= Venues of the 2016 Summer Olympics and Paralympics =

The 2016 Summer Olympics, officially known as the "Games of the XXXI Olympiad", was an international multi-sport event held in Rio de Janeiro, Brazil, from August 5 to August 21, 2016.

Events took place at eighteen existing venues (eight of which required some redevelopment), nine new venues constructed for the Summer Games, and seven temporary venues which were removed following the conclusion of the games. Each event was held in one of four geographically segregated Olympic clusters: Barra, Copacabana, Deodoro, Engenho de Dentro and Maracanã. The same was done for the 2007 Pan American Games.
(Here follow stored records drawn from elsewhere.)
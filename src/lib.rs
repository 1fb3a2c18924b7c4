pub mod amount;
pub mod cart;
pub mod checkout;
pub mod config;
pub mod csv;
pub mod engine;
pub mod model;
pub mod persistence;
pub mod session;

pub use amount::Amount;
pub use cart::CartStore;
pub use checkout::CheckoutAggregator;
pub use config::CartConfig;
pub use engine::CartEngine;
pub use model::{CartItem, CartOp, Command, NewItem, ProductId, UniqueId, WalletAddress, WalletSession};
pub use persistence::PersistenceCoordinator;
pub use session::WalletSessionTracker;
//! Core domain types for the cart engine.

use std::borrow::Cow;
use std::fmt;

use chrono::{DateTime, Utc};
use serde::{Deserialize, Deserializer, Serialize};

use crate::Amount;

/// Identifier of a catalog product or a user/NGO-created design.
///
/// Persisted carts carry either numeric catalog ids or string design ids,
/// both are accepted and kept in their textual form.
#[derive(Debug, Clone, PartialEq, Eq, Hash, PartialOrd, Ord, Serialize)]
#[serde(transparent)]
pub struct ProductId(String);

impl ProductId {
    pub fn new(id: impl Into<String>) -> Self {
        Self(id.into())
    }

    pub fn as_str(&self) -> &str {
        &self.0
    }
}

impl fmt::Display for ProductId {
    fn fmt(&self, f: &mut fmt::Formatter<'_>) -> fmt::Result {
        f.write_str(&self.0)
    }
}

impl From<u64> for ProductId {
    fn from(id: u64) -> Self {
        Self(id.to_string())
    }
}

impl From<&str> for ProductId {
    fn from(id: &str) -> Self {
        Self(id.to_string())
    }
}

impl<'de> Deserialize<'de> for ProductId {
    fn deserialize<D: Deserializer<'de>>(deserializer: D) -> Result<Self, D::Error> {
        #[derive(Deserialize)]
        #[serde(untagged)]
        enum RawId {
            Int(i64),
            Float(f64),
            Text(String),
        }

        Ok(match RawId::deserialize(deserializer)? {
            RawId::Int(n) => Self(n.to_string()),
            RawId::Float(n) => Self(n.to_string()),
            RawId::Text(s) => Self(s),
        })
    }
}

/// Composite variant key of a cart line, derived from `(product, size, color)`.
///
/// Parts are joined with `-`; a `-` or `%` inside a part is percent-escaped so
/// that distinct variants never share a key. Parts without either character
/// appear verbatim, which keeps keys of plain ids unchanged.
#[derive(Debug, Clone, PartialEq, Eq, Hash, PartialOrd, Ord, Serialize, Deserialize)]
#[serde(transparent)]
pub struct UniqueId(String);

impl UniqueId {
    pub fn derive(product_id: &ProductId, size: &str, color: &str) -> Self {
        Self(format!(
            "{}-{}-{}",
            escape_part(product_id.as_str()),
            escape_part(size),
            escape_part(color)
        ))
    }

    pub fn as_str(&self) -> &str {
        &self.0
    }
}

fn escape_part(part: &str) -> Cow<'_, str> {
    if part.contains(['-', '%']) {
        Cow::Owned(part.replace('%', "%25").replace('-', "%2D"))
    } else {
        Cow::Borrowed(part)
    }
}

impl fmt::Display for UniqueId {
    fn fmt(&self, f: &mut fmt::Formatter<'_>) -> fmt::Result {
        f.write_str(&self.0)
    }
}

impl From<&str> for UniqueId {
    fn from(id: &str) -> Self {
        Self(id.to_string())
    }
}

/// A wallet address as reported by the wallet provider.
#[derive(Debug, Clone, PartialEq, Eq, Hash, Serialize, Deserialize)]
#[serde(transparent)]
pub struct WalletAddress(String);

impl WalletAddress {
    pub fn new(address: impl Into<String>) -> Self {
        Self(address.into())
    }

    pub fn as_str(&self) -> &str {
        &self.0
    }

    /// Hex addresses differ only by checksum casing, so identity checks ignore case.
    pub fn same_wallet(&self, other: &str) -> bool {
        self.0.eq_ignore_ascii_case(other)
    }
}

impl fmt::Display for WalletAddress {
    fn fmt(&self, f: &mut fmt::Formatter<'_>) -> fmt::Result {
        f.write_str(&self.0)
    }
}

impl From<&str> for WalletAddress {
    fn from(address: &str) -> Self {
        Self(address.to_string())
    }
}

/// Connection status reported by the wallet provider.
#[derive(Debug, Clone, Copy, PartialEq, Eq, Default)]
pub enum SessionStatus {
    #[default]
    Disconnected,
    Connecting,
    Connected,
    Reconnecting,
}

/// Snapshot of the wallet identity driving which cart is observable.
#[derive(Debug, Clone, PartialEq, Eq, Default)]
pub struct WalletSession {
    pub address: Option<WalletAddress>,
    pub status: SessionStatus,
}

impl WalletSession {
    pub fn disconnected() -> Self {
        Self::default()
    }

    pub fn connecting(address: Option<WalletAddress>) -> Self {
        Self {
            address,
            status: SessionStatus::Connecting,
        }
    }

    pub fn connected(address: impl Into<WalletAddress>) -> Self {
        Self {
            address: Some(address.into()),
            status: SessionStatus::Connected,
        }
    }

    pub fn reconnecting(address: Option<WalletAddress>) -> Self {
        Self {
            address,
            status: SessionStatus::Reconnecting,
        }
    }

    /// Address of the session if, and only if, it is connected.
    pub fn connected_address(&self) -> Option<&WalletAddress> {
        match self.status {
            SessionStatus::Connected => self.address.as_ref(),
            _ => None,
        }
    }
}

/// A line of the cart.
#[derive(Debug, Clone, PartialEq, Eq, Serialize, Deserialize)]
#[serde(rename_all = "camelCase")]
pub struct CartItem {
    pub product_id: ProductId,
    pub quantity: u32,
    pub size: String,
    pub color: String,
    pub unique_id: UniqueId,
    #[serde(default, skip_serializing_if = "Option::is_none")]
    pub campaign: Option<String>,
    #[serde(default, skip_serializing_if = "Option::is_none")]
    pub piece_name: Option<String>,
    #[serde(default)]
    pub is_ngo: bool,
    #[serde(default, skip_serializing_if = "Option::is_none")]
    pub max_quantity: Option<u32>,
}

impl CartItem {
    /// Line contributes to a donation campaign.
    pub fn is_donation(&self) -> bool {
        self.campaign.as_deref().is_some_and(|c| !c.is_empty())
    }

    /// Line is a user or NGO created design rather than a catalog product.
    pub fn is_design(&self) -> bool {
        self.piece_name.as_deref().is_some_and(|p| !p.is_empty())
    }
}

/// Request to put one unit of a variant into the cart.
#[derive(Debug, Clone, PartialEq, Eq)]
pub struct NewItem {
    pub product_id: ProductId,
    pub size: String,
    pub color: String,
    pub campaign: Option<String>,
    pub piece_name: Option<String>,
    pub is_ngo: bool,
    pub max_quantity: Option<u32>,
}

impl NewItem {
    pub fn new(
        product_id: impl Into<ProductId>,
        size: impl Into<String>,
        color: impl Into<String>,
    ) -> Self {
        Self {
            product_id: product_id.into(),
            size: size.into(),
            color: color.into(),
            campaign: None,
            piece_name: None,
            is_ngo: false,
            max_quantity: None,
        }
    }

    pub fn with_campaign(mut self, campaign: impl Into<String>) -> Self {
        self.campaign = Some(campaign.into());
        self
    }

    pub fn with_piece_name(mut self, piece_name: impl Into<String>) -> Self {
        self.piece_name = Some(piece_name.into());
        self
    }

    pub fn with_ngo(mut self, is_ngo: bool) -> Self {
        self.is_ngo = is_ngo;
        self
    }

    pub fn with_max_quantity(mut self, max: Option<u32>) -> Self {
        self.max_quantity = max;
        self
    }

    pub fn unique_id(&self) -> UniqueId {
        UniqueId::derive(&self.product_id, &self.size, &self.color)
    }

    /// Same request for another size, used when fanning a design out over sizes.
    pub fn for_size(&self, size: impl Into<String>) -> Self {
        Self {
            size: size.into(),
            ..self.clone()
        }
    }

    pub(crate) fn into_item(self) -> CartItem {
        let unique_id = self.unique_id();
        CartItem {
            product_id: self.product_id,
            quantity: 1,
            size: self.size,
            color: self.color,
            unique_id,
            campaign: self.campaign,
            piece_name: self.piece_name,
            is_ngo: self.is_ngo,
            max_quantity: self.max_quantity,
        }
    }
}

/// A cart mutation issued by the user.
#[derive(Debug, Clone, PartialEq, Eq)]
pub enum CartOp {
    /// Add one unit of a variant.
    Add(NewItem),
    /// Add one unit per selected size of a design.
    AddSizes { item: NewItem, sizes: Vec<String> },
    /// Replace the quantity of a line; `<= 0` removes it.
    UpdateQuantity { unique_id: UniqueId, quantity: i64 },
    /// Drop a line.
    Remove { unique_id: UniqueId },
    /// Drop every line.
    Clear,
}

/// Input of the engine: an identity transition, a cart mutation, or a
/// request to settle the cart.
#[derive(Debug, Clone, PartialEq, Eq)]
pub enum Command {
    Session(WalletSession),
    Cart(CartOp),
    Checkout,
}

/// Donation emitted at checkout for a campaign line.
#[derive(Debug, Clone, PartialEq, Eq, Serialize, Deserialize)]
#[serde(rename_all = "camelCase")]
pub struct DonationRecord {
    pub item_id: ProductId,
    pub item_name: String,
    pub campaign: String,
    pub amount: Amount,
    pub timestamp: DateTime<Utc>,
    pub donor_address: WalletAddress,
}

/// Bucket a design purchase is attributed to.
#[derive(Debug, Clone, Copy, PartialEq, Eq, Hash, Serialize, Deserialize)]
#[serde(rename_all = "lowercase")]
pub enum PurchaseType {
    User,
    Ngo,
}

impl PurchaseType {
    /// Local cache key holding records of this bucket when the store is unreachable.
    pub fn fallback_key(self) -> &'static str {
        match self {
            PurchaseType::User => "userPurchases",
            PurchaseType::Ngo => "ngoPurchases",
        }
    }
}

/// Purchase of a user or NGO design emitted at checkout.
#[derive(Debug, Clone, PartialEq, Eq, Serialize, Deserialize)]
#[serde(rename_all = "camelCase")]
pub struct PurchaseRecord {
    pub item_id: ProductId,
    pub piece_name: String,
    pub amount: Amount,
    pub timestamp: DateTime<Utc>,
    pub purchased_by: WalletAddress,
    /// Wallet credited for the sale; `None` when the design names none.
    pub creator_wallet: Option<WalletAddress>,
    pub is_ngo: bool,
    pub purchase_type: PurchaseType,
}
//! Settlement destinations: the on-chain donation ledger and record stores.

use std::collections::HashMap;
use std::fmt;
use std::sync::atomic::{AtomicBool, AtomicU64, Ordering};
use std::sync::{Mutex, PoisonError};

use async_trait::async_trait;
use thiserror::Error;

use crate::Amount;
use crate::model::{DonationRecord, PurchaseRecord, PurchaseType};

/// Error raised by a ledger or record store.
#[derive(Debug, Clone, PartialEq, Eq, Error)]
pub enum LedgerError {
    #[error("ledger unavailable: {0}")]
    Unavailable(String),
    #[error("ledger rejected the request: {0}")]
    Rejected(String),
}

/// Hash of a submitted ledger transaction.
pub type TxHash = String;

/// On-chain donation contract.
#[async_trait]
pub trait DonationLedger: Send + Sync {
    async fn donate(&self, campaign_id: &str, amount: Amount) -> Result<TxHash, LedgerError>;

    /// Total raised so far by a campaign.
    async fn donations_by_campaign(&self, campaign_id: &str) -> Result<Amount, LedgerError>;
}

/// Append-only stores for settlement records.
#[async_trait]
pub trait RecordStore: Send + Sync {
    async fn append_donations(&self, records: &[DonationRecord]) -> Result<(), LedgerError>;

    async fn append_purchases(
        &self,
        bucket: PurchaseType,
        records: &[PurchaseRecord],
    ) -> Result<(), LedgerError>;
}

impl fmt::Debug for dyn DonationLedger {
    fn fmt(&self, f: &mut fmt::Formatter<'_>) -> fmt::Result {
        f.write_str("DonationLedger")
    }
}

impl fmt::Debug for dyn RecordStore {
    fn fmt(&self, f: &mut fmt::Formatter<'_>) -> fmt::Result {
        f.write_str("RecordStore")
    }
}

/// Ledger held in memory, producing sequential fake hashes.
#[derive(Debug, Default)]
pub struct MemoryLedger {
    raised: Mutex<HashMap<String, Amount>>,
    next_tx: AtomicU64,
    offline: AtomicBool,
}

impl MemoryLedger {
    pub fn new() -> Self {
        Self::default()
    }

    pub fn set_offline(&self, offline: bool) {
        self.offline.store(offline, Ordering::SeqCst);
    }
}

#[async_trait]
impl DonationLedger for MemoryLedger {
    async fn donate(&self, campaign_id: &str, amount: Amount) -> Result<TxHash, LedgerError> {
        if self.offline.load(Ordering::SeqCst) {
            return Err(LedgerError::Unavailable("ledger offline".into()));
        }
        if amount <= Amount::ZERO {
            return Err(LedgerError::Rejected(format!("non-positive donation {amount}")));
        }
        *self
            .raised
            .lock()
            .unwrap_or_else(PoisonError::into_inner)
            .entry(campaign_id.to_string())
            .or_default() += amount;
        let n = self.next_tx.fetch_add(1, Ordering::SeqCst) + 1;
        Ok(format!("0x{n:064x}"))
    }

    async fn donations_by_campaign(&self, campaign_id: &str) -> Result<Amount, LedgerError> {
        Ok(self
            .raised
            .lock()
            .unwrap_or_else(PoisonError::into_inner)
            .get(campaign_id)
            .copied()
            .unwrap_or_default())
    }
}

/// Record store held in memory, with per-bucket failure switches.
#[derive(Debug, Default)]
pub struct MemoryRecordStore {
    donations: Mutex<Vec<DonationRecord>>,
    purchases: Mutex<HashMap<PurchaseType, Vec<PurchaseRecord>>>,
    fail_donations: AtomicBool,
    fail_purchases: AtomicBool,
}

impl MemoryRecordStore {
    pub fn new() -> Self {
        Self::default()
    }

    pub fn set_fail_donations(&self, fail: bool) {
        self.fail_donations.store(fail, Ordering::SeqCst);
    }

    pub fn set_fail_purchases(&self, fail: bool) {
        self.fail_purchases.store(fail, Ordering::SeqCst);
    }

    pub fn donations(&self) -> Vec<DonationRecord> {
        self.donations
            .lock()
            .unwrap_or_else(PoisonError::into_inner)
            .clone()
    }

    pub fn purchases(&self, bucket: PurchaseType) -> Vec<PurchaseRecord> {
        self.purchases
            .lock()
            .unwrap_or_else(PoisonError::into_inner)
            .get(&bucket)
            .cloned()
            .unwrap_or_default()
    }
}

#[async_trait]
impl RecordStore for MemoryRecordStore {
    async fn append_donations(&self, records: &[DonationRecord]) -> Result<(), LedgerError> {
        if self.fail_donations.load(Ordering::SeqCst) {
            return Err(LedgerError::Unavailable("donation store offline".into()));
        }
        self.donations
            .lock()
            .unwrap_or_else(PoisonError::into_inner)
            .extend_from_slice(records);
        Ok(())
    }

    async fn append_purchases(
        &self,
        bucket: PurchaseType,
        records: &[PurchaseRecord],
    ) -> Result<(), LedgerError> {
        if self.fail_purchases.load(Ordering::SeqCst) {
            return Err(LedgerError::Unavailable("purchase store offline".into()));
        }
        self.purchases
            .lock()
            .unwrap_or_else(PoisonError::into_inner)
            .entry(bucket)
            .or_default()
            .extend_from_slice(records);
        Ok(())
    }
}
Several of the venues are located at the Barra Cluster Olympic Park. The largest venue at the games in terms of seating capacity is the Estádio do Maracanã, officially known as Jornalista Mário Filho Stadium, which can hold 74,738 spectators and served as the official Olympic Stadium, hosting the opening and closing ceremonies as well as football finals. In addition, five venues outside Rio de Janeiro hosted football events, in the cities of Brasília, Belo Horizonte, Manaus, Salvador and São Paulo.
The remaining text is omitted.